Yep. This becomes even more problematic when you outsource to low cost 
locations.

Thanks,
Brian Desmond
br...@briandesmond.com

c   - 312.731.3132

From: Andrew S. Baker [mailto:asbz...@gmail.com]
Sent: Thursday, June 03, 2010 7:09 PM
To: NT System Admin Issues
Subject: Re: Server Core


Your point is well made, Ben, but many environments that could use Server Core 
don't have the requisite scripting skills to manage it either.

And companies are not trying to train people these days.   And the economy 
hasn't been helpful of late.
But I think that the lack of hotpatching played a role as well.

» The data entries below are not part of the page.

//! Checklist commands: add, toggle and remove items on a task

use super::{locate_task, touch};
use crate::context::KanbanContext;
use crate::error::KanbanError;
use crate::execution::{logged, operation};
use crate::types::{BoardId, ChecklistItem, ChecklistItemId, ColumnId, TaskId};
use chrono::Utc;
use serde::{Deserialize, Serialize};
use serde_json::{json, Value};
use taskboard_operations::{async_trait, Execute, ExecutionResult};

/// Append an item to a task's checklist
#[derive(Debug, Deserialize, Serialize)]
#[serde(rename_all = "camelCase")]
pub struct AddChecklistItem {
    pub board_id: BoardId,
    pub column_id: ColumnId,
    pub task_id: TaskId,
    pub text: String,
}

operation!(AddChecklistItem, verb = "add", noun = "checklist item", description = "Add an item to a task's checklist");

impl AddChecklistItem {
    pub fn new(
        board_id: impl Into<BoardId>,
        column_id: impl Into<ColumnId>,
        task_id: impl Into<TaskId>,
        text: impl Into<String>,
    ) -> Self {
        Self {
            board_id: board_id.into(),
            column_id: column_id.into(),
            task_id: task_id.into(),
            text: text.into(),
        }
    }
}

#[async_trait]
impl Execute<KanbanContext, KanbanError> for AddChecklistItem {
    async fn execute(&self, ctx: &KanbanContext) -> ExecutionResult<Value, KanbanError> {
        logged(self, async {
            let text = self.text.trim();
            if text.is_empty() {
                return Err(KanbanError::invalid_value("text", "checklist item cannot be empty"));
            }

            let (mut board, ci, ti) =
                locate_task(ctx, &self.board_id, &self.column_id, &self.task_id).await?;
            let task = &mut board.columns[ci].tasks[ti];
            let item = ChecklistItem::new(text);
            task.checklist_items.get_or_insert_with(Vec::new).push(item.clone());
            touch(task, ctx);

            ctx.write_columns(&board.id, &board.columns, Utc::now()).await?;
            Ok(serde_json::to_value(&item)?)
        })
        .await
    }
}

/// Flip an item between done and not done
#[derive(Debug, Deserialize, Serialize)]
#[serde(rename_all = "camelCase")]
pub struct ToggleChecklistItem {
    pub board_id: BoardId,
    pub column_id: ColumnId,
    pub task_id: TaskId,
    pub item_id: ChecklistItemId,
}

operation!(ToggleChecklistItem, verb = "toggle", noun = "checklist item", description = "Toggle a checklist item's completion");

impl ToggleChecklistItem {
    pub fn new(
        board_id: impl Into<BoardId>,
        column_id: impl Into<ColumnId>,
        task_id: impl Into<TaskId>,
        item_id: impl Into<ChecklistItemId>,
    ) -> Self {
        Self {
            board_id: board_id.into(),
            column_id: column_id.into(),
            task_id: task_id.into(),
            item_id: item_id.into(),
        }
    }
}

#[async_trait]
impl Execute<KanbanContext, KanbanError> for ToggleChecklistItem {
    async fn execute(&self, ctx: &KanbanContext) -> ExecutionResult<Value, KanbanError> {
        logged(self, async {
            let (mut board, ci, ti) =
                locate_task(ctx, &self.board_id, &self.column_id, &self.task_id).await?;
            let task = &mut board.columns[ci].tasks[ti];
            let item = task
                .find_checklist_item_mut(&self.item_id)
                .ok_or_else(|| KanbanError::ChecklistItemNotFound {
                    id: self.item_id.to_string(),
                })?;
            item.completed = !item.completed;
            item.updated_at = Utc::now();
            let item = item.clone();
            touch(task, ctx);
            let (done, total) = task.checklist_counts();

            ctx.write_columns(&board.id, &board.columns, item.updated_at).await?;
            Ok(json!({ "item": item, "completed": done, "total": total }))
        })
        .await
    }
}

/// Remove an item from a task's checklist
#[derive(Debug, Deserialize, Serialize)]
#[serde(rename_all = "camelCase")]
pub struct RemoveChecklistItem {
    pub board_id: BoardId,
    pub column_id: ColumnId,
    pub task_id: TaskId,
    pub item_id: ChecklistItemId,
}

operation!(RemoveChecklistItem, verb = "remove", noun = "checklist item", description = "Remove an item from a task's checklist");

impl RemoveChecklistItem {
    pub fn new(
        board_id: impl Into<BoardId>,
        column_id: impl Into<ColumnId>,
        task_id: impl Into<TaskId>,
        item_id: impl Into<ChecklistItemId>,
    ) -> Self {
        Self {
            board_id: board_id.into(),
            column_id: column_id.into(),
            task_id: task_id.into(),
            item_id: item_id.into(),
        }
    }
}

#[async_trait]
impl Execute<KanbanContext, KanbanError> for RemoveChecklistItem {
    async fn execute(&self, ctx: &KanbanContext) -> ExecutionResult<Value, KanbanError> {
        logged(self, async {
            let (mut board, ci, ti) =
                locate_task(ctx, &self.board_id, &self.column_id, &self.task_id).await?;
            let task = &mut board.columns[ci].tasks[ti];
            let items = task.checklist_items.get_or_insert_with(Vec::new);
            let before = items.len();
            items.retain(|i| i.id != self.item_id);
            if items.len() == before {
                return Err(KanbanError::ChecklistItemNotFound {
                    id: self.item_id.to_string(),
                });
            }
            touch(task, ctx);

            ctx.write_columns(&board.id, &board.columns, Utc::now()).await?;
            Ok(json!({ "removed": true, "id": self.item_id }))
        })
        .await
    }
}

#[cfg(test)]
mod tests {
    use super::*;
    use crate::types::{Board, Column, Task};

    async fn setup() -> (KanbanContext, BoardId) {
        let ctx = KanbanContext::in_memory();
        let task = Task::new("t", "To Do").with_id("t1").with_order(0);
        let board = Board::new("B", "ada@example.com")
            .with_columns(vec![Column::new("To Do").with_id("todo").with_tasks(vec![task])]);
        ctx.create_board(&board).await.unwrap();
        (ctx, board.id)
    }

    #[tokio::test]
    async fn test_checklist_lifecycle() {
        let (ctx, board_id) = setup().await;

        let item = AddChecklistItem::new(board_id.clone(), "todo", "t1", "  write tests ")
            .execute(&ctx)
            .await
            .into_result()
            .unwrap();
        assert_eq!(item["text"], "write tests");
        assert_eq!(item["completed"], false);
        let item_id = item["id"].as_str().unwrap().to_string();
        assert!(item_id.starts_with("checklist-"));

        let toggled = ToggleChecklistItem::new(board_id.clone(), "todo", "t1", item_id.clone())
            .execute(&ctx)
            .await
            .into_result()
            .unwrap();
        assert_eq!(toggled["item"]["completed"], true);
        assert_eq!(toggled["completed"], 1);
        assert_eq!(toggled["total"], 1);

        RemoveChecklistItem::new(board_id.clone(), "todo", "t1", item_id.clone())
            .execute(&ctx)
            .await
            .into_result()
            .unwrap();
        let board = ctx.read_board(&board_id).await.unwrap();
        assert!(board.columns[0].tasks[0].checklist().is_empty());

        let again = RemoveChecklistItem::new(board_id, "todo", "t1", item_id)
            .execute(&ctx)
            .await
            .into_result();
        assert!(matches!(again, Err(KanbanError::ChecklistItemNotFound { .. })));
    }

    #[tokio::test]
    async fn test_toggle_unknown_item() {
        let (ctx, board_id) = setup().await;
        let result = ToggleChecklistItem::new(board_id, "todo", "t1", "nope")
            .execute(&ctx)
            .await
            .into_result();
        assert!(result.unwrap_err().is_not_found());
    }
}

-ASB: http://XeeSM.com/AndrewBaker

Sent from my Motorola Droid
On Jun 3, 2010 6:10 PM, "Ben Scott" 
<mailvor...@gmail.com<mailto:mailvor...@gmail.com>> wrote:

On Thu, Jun 3, 2010 at 5:41 PM, Free, Bob <r...@pge.com<mailto:r...@pge.com>> 
wrote:
> What is interesting is if you talk...
 Well, in the case of Server Core, I would guess that might be
because of the limited usefulness of the product as delivered.  As per
that TechNet article you quoted, Microsoft doesn't support using
Server Core for very much.  Microsoft's party line is you're not
supposed to use it for third-party software at all.  The number of
servers without *any* third-party software on them is practically
zero.  Why on Earth did Microsoft think that would see significant
adoption?

 This is a classic case of a company hearing a request -- "we don't
want to have to run a GUI on our servers" -- and delivering something
which technically met the request, but totally missed the point.